→ YOUR OBJECTIVE
Where a line has odd spacing or punctuation, keep it; transcribe all the entries exactly.
[SUPPLIED DATA — start]
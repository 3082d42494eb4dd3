//! Shared helpers for the driver's unit tests.

use std::cell::RefCell;
use std::collections::{HashMap, VecDeque};
use std::io;
use std::path::{Path, PathBuf};

use crate::driver::cli::{Config, DriverEnv, Resolution, resolve};
use crate::embed::SourceTree;
use crate::error::DriverError;
use crate::process::{CommandOutput, CommandRunner, CompilerCommand, Input};
use crate::toolchain::SearchPath;

/// Banner printed by a typical clang 14 install.
pub const CLANG_14_BANNER: &str = "Ubuntu clang version 14.0.6\nTarget: x86_64-pc-linux-gnu\nThread model: posix\n";

/// A clang new enough for every feature.
pub const CLANG_UNINSTALLED_BANNER: &str = "clang version 99.0.1\nTarget: x86_64-pc-linux-gnu\n";

/// One recorded invocation: the command and whatever was fed on stdin.
#[derive(Debug, Clone)]
pub struct Call {
    pub command: CompilerCommand,
    pub stdin: Option<String>,
    pub captured: bool,
}

/// A [`CommandRunner`] that never spawns anything.
///
/// Responses are handed out in order; a `None` response simulates a spawn
/// failure. Once the script runs out every command succeeds silently.
#[derive(Default)]
pub struct RecordingRunner {
    pub calls: Vec<Call>,
    script: VecDeque<Option<CommandOutput>>,
}

impl RecordingRunner {
    pub fn new() -> Self {
        Self::default()
    }

    pub fn then(mut self, text: &str, code: i32) -> Self {
        self.script.push_back(Some(CommandOutput {
            text: text.to_string(),
            code,
        }));
        self
    }

    pub fn then_spawn_failure(mut self) -> Self {
        self.script.push_back(None);
        self
    }

    pub fn programs(&self) -> Vec<&str> {
        self.calls.iter().map(|c| c.command.program.as_str()).collect()
    }

    fn next(&mut self, command: &CompilerCommand) -> Result<CommandOutput, DriverError> {
        match self.script.pop_front() {
            Some(Some(out)) => Ok(out),
            Some(None) => Err(DriverError::Spawn {
                program: command.program.clone(),
                source: std::io::Error::new(std::io::ErrorKind::NotFound, "not found"),
            }),
            None => Ok(CommandOutput::default()),
        }
    }
}

impl CommandRunner for RecordingRunner {
    fn capture(&mut self, command: &CompilerCommand, input: Input<'_>) -> Result<CommandOutput, DriverError> {
        self.calls.push(Call {
            command: command.clone(),
            stdin: match input {
                Input::Null => None,
                Input::Text(text) => Some(text.to_string()),
            },
            captured: true,
        });
        self.next(command)
    }

    fn status(&mut self, command: &CompilerCommand) -> Result<i32, DriverError> {
        self.calls.push(Call {
            command: command.clone(),
            stdin: None,
            captured: false,
        });
        self.next(command).map(|out| out.code)
    }
}

/// Environment with no colour, no debug output and an empty search path.
pub fn test_env() -> DriverEnv {
    DriverEnv {
        debug: 0,
        colorize: false,
        search_path: SearchPath::new("/nonexistent"),
        driver_path: PathBuf::from("/usr/local/bin/dcc"),
        helper_dir: PathBuf::from("/nonexistent"),
        clang_lib_root: PathBuf::from("/nonexistent"),
    }
}

pub fn args(tokens: &[&str]) -> Vec<String> {
    tokens.iter().map(|t| t.to_string()).collect()
}

/// Resolves `tokens` in [`test_env`], expecting a compile.
pub fn config(tokens: &[&str]) -> Config {
    match resolve(&args(tokens), &test_env()) {
        Ok(Resolution::Compile(config)) => config,
        other => panic!("expected a compile for {tokens:?}, got {other:?}"),
    }
}

/// In-memory files that remember every path asked for.
#[derive(Default)]
pub struct MemoryTree {
    pub files: HashMap<PathBuf, Vec<u8>>,
    pub accessed: RefCell<Vec<PathBuf>>,
}

impl MemoryTree {
    pub fn with(mut self, path: &str, contents: &str) -> Self {
        self.files.insert(PathBuf::from(path), contents.as_bytes().to_vec());
        self
    }

    fn lookup(&self, path: &Path) -> io::Result<&Vec<u8>> {
        self.accessed.borrow_mut().push(path.to_path_buf());
        self.files
            .get(path)
            .ok_or_else(|| io::Error::new(io::ErrorKind::NotFound, "no such file"))
    }
}

impl SourceTree for MemoryTree {
    fn file_size(&self, path: &Path) -> io::Result<u64> {
        self.lookup(path).map(|f| f.len() as u64)
    }

    fn read(&self, path: &Path) -> io::Result<Vec<u8>> {
        self.lookup(path).cloned()
    }
}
[SUPPLIED DATA — finish]
→ ANSWER FOR THIS EXERCISE
repository 3082d42494eb4dd3
//! Shared helpers for the driver's unit tests.

use std::cell::RefCell;
use std::collections::{HashMap, VecDeque};
use std::io;
use std::path::{Path, PathBuf};

use crate::driver::cli::{Config, DriverEnv, Resolution, resolve};
use crate::embed::SourceTree;
use crate::error::DriverError;
use crate::process::{CommandOutput, CommandRunner, CompilerCommand, Input};
use crate::toolchain::SearchPath;

/// Banner printed by a typical clang 14 install.
pub const CLANG_14_BANNER: &str = "Ubuntu clang version 14.0.6\nTarget: x86_64-pc-linux-gnu\nThread model: posix\n";

/// A clang new enough for every feature.
pub const CLANG_UNINSTALLED_BANNER: &str = "clang version 99.0.1\nTarget: x86_64-pc-linux-gnu\n";

/// One recorded invocation: the command and whatever was fed on stdin.
#[derive(Debug, Clone)]
pub struct Call {
    pub command: CompilerCommand,
    pub stdin: Option<String>,
    pub captured: bool,
}

/// A [`CommandRunner`] that never spawns anything.
///
/// Responses are handed out in order; a `None` response simulates a spawn
/// failure. Once the script runs out every command succeeds silently.
#[derive(Default)]
pub struct RecordingRunner {
    pub calls: Vec<Call>,
    script: VecDeque<Option<CommandOutput>>,
}

impl RecordingRunner {
    pub fn new() -> Self {
        Self::default()
    }

    pub fn then(mut self, text: &str, code: i32) -> Self {
        self.script.push_back(Some(CommandOutput {
            text: text.to_string(),
            code,
        }));
        self
    }

    pub fn then_spawn_failure(mut self) -> Self {
        self.script.push_back(None);
        self
    }

    pub fn programs(&self) -> Vec<&str> {
        self.calls.iter().map(|c| c.command.program.as_str()).collect()
    }

    fn next(&mut self, command: &CompilerCommand) -> Result<CommandOutput, DriverError> {
        match self.script.pop_front() {
            Some(Some(out)) => Ok(out),
            Some(None) => Err(DriverError::Spawn {
                program: command.program.clone(),
                source: std::io::Error::new(std::io::ErrorKind::NotFound, "not found"),
            }),
            None => Ok(CommandOutput::default()),
        }
    }
}

impl CommandRunner for RecordingRunner {
    fn capture(&mut self, command: &CompilerCommand, input: Input<'_>) -> Result<CommandOutput, DriverError> {
        self.calls.push(Call {
            command: command.clone(),
            stdin: match input {
                Input::Null => None,
                Input::Text(text) => Some(text.to_string()),
            },
            captured: true,
        });
        self.next(command)
    }

    fn status(&mut self, command: &CompilerCommand) -> Result<i32, DriverError> {
        self.calls.push(Call {
            command: command.clone(),
            stdin: None,
            captured: false,
        });
        self.next(command).map(|out| out.code)
    }
}

/// Environment with no colour, no debug output and an empty search path.
pub fn test_env() -> DriverEnv {
    DriverEnv {
        debug: 0,
        colorize: false,
        search_path: SearchPath::new("/nonexistent"),
        driver_path: PathBuf::from("/usr/local/bin/dcc"),
        helper_dir: PathBuf::from("/nonexistent"),
        clang_lib_root: PathBuf::from("/nonexistent"),
    }
}

pub fn args(tokens: &[&str]) -> Vec<String> {
    tokens.iter().map(|t| t.to_string()).collect()
}

/// Resolves `tokens` in [`test_env`], expecting a compile.
pub fn config(tokens: &[&str]) -> Config {
    match resolve(&args(tokens), &test_env()) {
        Ok(Resolution::Compile(config)) => config,
        other => panic!("expected a compile for {tokens:?}, got {other:?}"),
    }
}

/// In-memory files that remember every path asked for.
#[derive(Default)]
pub struct MemoryTree {
    pub files: HashMap<PathBuf, Vec<u8>>,
    pub accessed: RefCell<Vec<PathBuf>>,
}

impl MemoryTree {
    pub fn with(mut self, path: &str, contents: &str) -> Self {
        self.files.insert(PathBuf::from(path), contents.as_bytes().to_vec());
        self
    }

    fn lookup(&self, path: &Path) -> io::Result<&Vec<u8>> {
        self.accessed.borrow_mut().push(path.to_path_buf());
        self.files
            .get(path)
            .ok_or_else(|| io::Error::new(io::ErrorKind::NotFound, "no such file"))
    }
}

impl SourceTree for MemoryTree {
    fn file_size(&self, path: &Path) -> io::Result<u64> {
        self.lookup(path).map(|f| f.len() as u64)
    }

    fn read(&self, path: &Path) -> io::Result<Vec<u8>> {
        self.lookup(path).cloned()
    }
}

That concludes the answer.